The market is getting tighter as people move to Nanaimo, she said. The city estimated its 2019 population at 98,957 and anticipates reaching 106,254 by 2024.

The vacancy rate in Nanaimo, which has 4,132 rental apartment units, has declined even though more than 400 new units were completed in 2020. Because demolitions and renovations took many of the existing rentals out of the total pool, the overall increase was only four per cent, or about 150 additional units, said Pershing Sun, a senior analyst with Canada Mortgage and Housing Corp.

“The pace of rent increase actually slowed down in Nanaimo from 5.5 per cent in 2019 to 2.4 per cent in 2020,” she said in an email.

The combination of more units and a less-rapid rent increase may have attracted people to Nanaimo from pricier areas such as Victoria or the Lower Mainland, Sun said.

Recent migration patterns show that the pandemic prompted people to leave city centres for close-by smaller communities, she said.

This migration had already started prior to 2020 because smaller communities were more affordable, but it sped up with the arrival of COVID-19.

As more people arrive in smaller communities, that has provided incentives for investors and builders to launch rental projects, she said.

“Record-level rental starts and completions in these communities will contribute to expansion of the rental universe in the coming years.”

Courtenay’s vacancy rate decreased from 1.4 per cent in 2019 to 1.1 per cent in October.

Other Island communities with populations over 10,000 also have tight residential rental markets: Campbell River has a 0.7 per cent vacancy rate, Parksville 1.1 per cent, Duncan 1.8 per cent and Port Alberni 2.7 per cent.

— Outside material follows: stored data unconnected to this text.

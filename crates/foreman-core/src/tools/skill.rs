use std::sync::Arc;

use anyhow::Result;
use async_trait::async_trait;
use tracing::info;

use super::{required_str, Tool};
use crate::agent::SkillRegistry;

/// Hands a skill's full body to the model on request.
pub struct LoadSkillTool {
    skills: Arc<SkillRegistry>,
    description: String,
}

impl LoadSkillTool {
    pub fn new(skills: Arc<SkillRegistry>) -> Self {
        let description = format!(
            "Load domain expertise for a specific task. {}",
            skills.metadata_prompt()
        );
        Self {
            skills,
            description,
        }
    }

    fn available(&self) -> String {
        let names = self.skills.list();
        if names.is_empty() {
            "none".to_string()
        } else {
            names.join(", ")
        }
    }
}

#[async_trait]
impl Tool for LoadSkillTool {
    fn name(&self) -> &str {
        "load_skill"
    }

    fn description(&self) -> &str {
        &self.description
    }

    fn parameters_schema(&self) -> serde_json::Value {
        serde_json::json!({
            "type": "object",
            "properties": {
                "skill_name": {
                    "type": "string",
                    "description": format!("The skill to load. Available: {}", self.available())
                }
            },
            "required": ["skill_name"]
        })
    }

    async fn execute(&self, params: serde_json::Value) -> Result<String> {
        let name = required_str(&params, "skill_name")?;

        let Some(skill) = self.skills.get(name) else {
            return Ok(format!(
                "Skill \"{name}\" not found. Available skills: {}",
                self.available()
            ));
        };

        info!("Loaded skill '{name}'");
        Ok(format!(
            "# Skill Loaded: {}\n\n{}\n\n---\nYou now have this expertise loaded. Apply it to the current task.",
            skill.name, skill.body
        ))
    }
}
use std::sync::Arc;

use anyhow::Result;
use async_trait::async_trait;

use super::{required_str, Tool};
use crate::agent::SubagentManager;

pub const DELEGATE_TOOL_NAME: &str = "delegate_task";

/// Tool for handing a sub-task to a scoped subagent.
///
/// Failures never raise; they come back as `Subagent error: ...` text so
/// the parent loop treats them like any other tool outcome.
pub struct DelegateTaskTool {
    manager: Arc<SubagentManager>,
    description: String,
}

impl DelegateTaskTool {
    pub fn new(manager: Arc<SubagentManager>) -> Self {
        let listing = manager.descriptions();
        let listing = if listing.is_empty() {
            "None registered".to_string()
        } else {
            listing
        };
        Self {
            description: format!(
                "Delegate a task to a specialized subagent. Available subagents:\n{listing}"
            ),
            manager,
        }
    }
}

#[async_trait]
impl Tool for DelegateTaskTool {
    fn name(&self) -> &str {
        DELEGATE_TOOL_NAME
    }

    fn description(&self) -> &str {
        &self.description
    }

    fn parameters_schema(&self) -> serde_json::Value {
        serde_json::json!({
            "type": "object",
            "properties": {
                "agent_name": {
                    "type": "string",
                    "description": "The name of the subagent to delegate to"
                },
                "task": {
                    "type": "string",
                    "description": "The task to delegate. Be specific and provide context."
                }
            },
            "required": ["agent_name", "task"]
        })
    }

    async fn execute(&self, params: serde_json::Value) -> Result<String> {
        let agent_name = required_str(&params, "agent_name")?;
        let task = required_str(&params, "task")?;

        let result = self.manager.delegate(agent_name, task).await;
        if result.success {
            Ok(result.output)
        } else {
            Ok(format!(
                "Subagent error: {}",
                result.error.unwrap_or_default()
            ))
        }
    }
}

Average rents have increased in every community, CMHC’s data shows.

Nanaimo Coun. Don Bonner, who chairs the health and housing task force, said its report will be finalized on Feb. 10 and then go to council. A key recommendation is expected to be the creation of a single body to put forward a strategy for Nanaimo.

Bonner said the city can encourage more affordable housing through zoning, density bonuses and other tools. City hall is expected to review its density bonus system.

The work by the task force can be carried out along with the city’s action plan to end homelessness and its affordable housing strategy, Bonner said.

City hall currently has 561 proposed rental units for review. That represents 40 per cent of all multi-family units under consideration, said Jeremy Holm, Nanaimo’s director of development approvals.

The construction sector is busy in Nanaimo, where city staff say that up to 64 per cent of new housing being built is destined for the rental market. Both the public and private sector are backing these developments.

The provincial government and the city agreed last year to partner on developing more than 300 affordable rental units.

For example, the province is behind a development permit application for a four-storey, modular, wood-frame 59-unit social housing proposal at 702 Nicol St., along with the Island Crisis Care Society. That plan went before the city’s advisory design panel last month.